▶ Task goal
For the word "dispatchable", find each line in the entries where it occurs and copy that line.

Items listed in a dataset
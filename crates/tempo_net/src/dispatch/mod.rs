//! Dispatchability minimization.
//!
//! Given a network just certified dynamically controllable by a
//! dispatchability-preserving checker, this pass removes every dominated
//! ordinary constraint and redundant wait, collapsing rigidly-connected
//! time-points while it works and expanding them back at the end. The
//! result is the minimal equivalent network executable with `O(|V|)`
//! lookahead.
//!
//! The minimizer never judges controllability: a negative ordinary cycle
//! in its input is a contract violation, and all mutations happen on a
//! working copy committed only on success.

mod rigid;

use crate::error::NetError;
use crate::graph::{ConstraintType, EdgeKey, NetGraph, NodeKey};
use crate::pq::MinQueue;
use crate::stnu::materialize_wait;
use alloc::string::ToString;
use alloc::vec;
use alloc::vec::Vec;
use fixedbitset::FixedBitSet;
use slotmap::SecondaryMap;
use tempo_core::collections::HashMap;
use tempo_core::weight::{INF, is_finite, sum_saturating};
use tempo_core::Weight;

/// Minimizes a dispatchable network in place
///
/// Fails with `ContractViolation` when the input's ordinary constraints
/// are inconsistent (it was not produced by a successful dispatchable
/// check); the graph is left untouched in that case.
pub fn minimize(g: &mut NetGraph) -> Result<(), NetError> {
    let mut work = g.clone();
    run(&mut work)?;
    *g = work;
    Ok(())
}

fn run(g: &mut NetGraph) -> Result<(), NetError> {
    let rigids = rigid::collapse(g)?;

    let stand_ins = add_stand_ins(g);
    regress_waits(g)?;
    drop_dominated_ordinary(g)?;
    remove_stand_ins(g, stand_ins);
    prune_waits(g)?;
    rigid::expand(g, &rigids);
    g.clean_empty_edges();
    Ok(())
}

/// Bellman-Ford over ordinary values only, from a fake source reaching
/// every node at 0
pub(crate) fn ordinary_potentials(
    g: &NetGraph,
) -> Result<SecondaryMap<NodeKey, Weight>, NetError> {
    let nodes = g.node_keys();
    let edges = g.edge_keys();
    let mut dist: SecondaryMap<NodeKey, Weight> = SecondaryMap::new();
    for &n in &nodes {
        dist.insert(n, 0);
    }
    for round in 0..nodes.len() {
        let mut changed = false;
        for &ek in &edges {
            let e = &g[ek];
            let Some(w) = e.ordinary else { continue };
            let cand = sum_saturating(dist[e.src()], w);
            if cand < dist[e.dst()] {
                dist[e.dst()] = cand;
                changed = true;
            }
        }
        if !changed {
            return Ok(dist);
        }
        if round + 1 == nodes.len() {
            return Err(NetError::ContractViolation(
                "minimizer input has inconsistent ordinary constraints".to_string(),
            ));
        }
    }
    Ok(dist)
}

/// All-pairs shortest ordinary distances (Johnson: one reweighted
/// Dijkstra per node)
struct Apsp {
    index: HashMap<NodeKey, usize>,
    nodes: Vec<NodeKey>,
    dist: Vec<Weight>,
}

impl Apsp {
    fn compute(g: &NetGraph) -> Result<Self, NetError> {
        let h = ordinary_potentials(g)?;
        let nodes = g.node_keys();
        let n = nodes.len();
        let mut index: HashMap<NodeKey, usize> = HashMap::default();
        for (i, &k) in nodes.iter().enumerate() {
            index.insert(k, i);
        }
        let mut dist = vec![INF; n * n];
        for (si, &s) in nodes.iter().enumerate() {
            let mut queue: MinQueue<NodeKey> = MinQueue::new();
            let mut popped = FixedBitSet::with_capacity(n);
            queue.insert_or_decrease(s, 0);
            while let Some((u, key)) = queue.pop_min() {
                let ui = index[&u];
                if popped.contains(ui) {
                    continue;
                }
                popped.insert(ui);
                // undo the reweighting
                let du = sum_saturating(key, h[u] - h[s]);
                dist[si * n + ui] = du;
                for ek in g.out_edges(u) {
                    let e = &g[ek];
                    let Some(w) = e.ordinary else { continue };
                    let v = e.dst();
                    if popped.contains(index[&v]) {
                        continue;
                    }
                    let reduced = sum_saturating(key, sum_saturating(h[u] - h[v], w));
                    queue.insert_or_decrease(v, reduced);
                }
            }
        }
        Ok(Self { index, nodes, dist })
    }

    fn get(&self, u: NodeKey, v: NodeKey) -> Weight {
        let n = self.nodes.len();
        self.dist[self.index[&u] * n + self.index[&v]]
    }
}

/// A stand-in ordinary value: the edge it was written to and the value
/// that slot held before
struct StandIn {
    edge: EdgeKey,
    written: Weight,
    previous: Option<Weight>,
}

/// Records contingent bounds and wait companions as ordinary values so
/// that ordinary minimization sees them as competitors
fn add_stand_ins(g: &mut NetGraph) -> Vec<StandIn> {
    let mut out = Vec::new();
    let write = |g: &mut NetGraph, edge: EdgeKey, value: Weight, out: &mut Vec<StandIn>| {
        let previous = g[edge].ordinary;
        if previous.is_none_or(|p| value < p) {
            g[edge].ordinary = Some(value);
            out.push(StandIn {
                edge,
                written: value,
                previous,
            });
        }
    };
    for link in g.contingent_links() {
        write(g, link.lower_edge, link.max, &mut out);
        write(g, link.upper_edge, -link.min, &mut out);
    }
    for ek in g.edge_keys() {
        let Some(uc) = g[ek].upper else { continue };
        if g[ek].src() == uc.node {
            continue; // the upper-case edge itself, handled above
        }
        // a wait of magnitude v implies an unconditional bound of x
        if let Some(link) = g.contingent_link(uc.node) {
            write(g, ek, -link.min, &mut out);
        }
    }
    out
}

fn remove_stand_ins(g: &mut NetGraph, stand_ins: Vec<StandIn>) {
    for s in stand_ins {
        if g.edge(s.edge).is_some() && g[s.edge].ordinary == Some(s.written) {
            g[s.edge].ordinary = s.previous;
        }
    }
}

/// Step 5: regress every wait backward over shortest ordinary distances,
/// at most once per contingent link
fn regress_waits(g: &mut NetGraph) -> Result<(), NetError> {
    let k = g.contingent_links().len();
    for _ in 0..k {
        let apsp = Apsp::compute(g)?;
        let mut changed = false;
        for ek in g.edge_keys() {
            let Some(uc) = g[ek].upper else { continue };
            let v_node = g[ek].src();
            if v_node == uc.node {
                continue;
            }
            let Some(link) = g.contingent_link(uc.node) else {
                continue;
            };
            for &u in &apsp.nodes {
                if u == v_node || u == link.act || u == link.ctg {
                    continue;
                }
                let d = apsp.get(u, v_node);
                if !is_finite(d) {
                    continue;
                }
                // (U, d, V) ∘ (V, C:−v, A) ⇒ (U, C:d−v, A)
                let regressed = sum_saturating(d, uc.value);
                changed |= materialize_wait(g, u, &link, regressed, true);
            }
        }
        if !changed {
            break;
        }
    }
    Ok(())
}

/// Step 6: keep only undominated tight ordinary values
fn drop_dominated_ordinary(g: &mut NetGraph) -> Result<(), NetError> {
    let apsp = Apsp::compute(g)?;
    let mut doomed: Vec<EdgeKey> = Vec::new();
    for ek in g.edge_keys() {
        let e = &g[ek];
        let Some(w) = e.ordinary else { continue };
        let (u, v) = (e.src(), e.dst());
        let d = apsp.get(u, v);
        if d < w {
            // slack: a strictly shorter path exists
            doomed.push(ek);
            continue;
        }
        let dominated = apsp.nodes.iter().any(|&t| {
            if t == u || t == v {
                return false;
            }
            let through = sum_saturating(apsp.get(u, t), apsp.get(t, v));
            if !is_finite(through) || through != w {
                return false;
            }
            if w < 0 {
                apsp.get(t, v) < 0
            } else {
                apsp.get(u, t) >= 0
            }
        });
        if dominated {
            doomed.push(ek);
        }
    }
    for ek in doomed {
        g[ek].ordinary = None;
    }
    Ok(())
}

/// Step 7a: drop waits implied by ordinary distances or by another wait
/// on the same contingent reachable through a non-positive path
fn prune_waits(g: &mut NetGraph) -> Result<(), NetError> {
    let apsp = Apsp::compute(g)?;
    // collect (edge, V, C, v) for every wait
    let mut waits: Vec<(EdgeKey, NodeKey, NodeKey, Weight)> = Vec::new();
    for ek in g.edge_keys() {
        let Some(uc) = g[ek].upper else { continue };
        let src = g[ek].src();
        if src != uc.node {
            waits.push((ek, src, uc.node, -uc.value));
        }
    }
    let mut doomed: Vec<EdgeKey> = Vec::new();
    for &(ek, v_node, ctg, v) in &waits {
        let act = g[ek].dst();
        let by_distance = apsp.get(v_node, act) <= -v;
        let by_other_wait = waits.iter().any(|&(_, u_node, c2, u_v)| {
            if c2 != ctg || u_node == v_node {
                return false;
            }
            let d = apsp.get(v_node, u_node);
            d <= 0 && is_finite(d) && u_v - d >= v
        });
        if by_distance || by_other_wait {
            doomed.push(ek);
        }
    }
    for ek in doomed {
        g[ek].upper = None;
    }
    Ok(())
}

▶ Output
/// Minimizes a dispatchable network in place
/// are inconsistent (it was not produced by a successful dispatchable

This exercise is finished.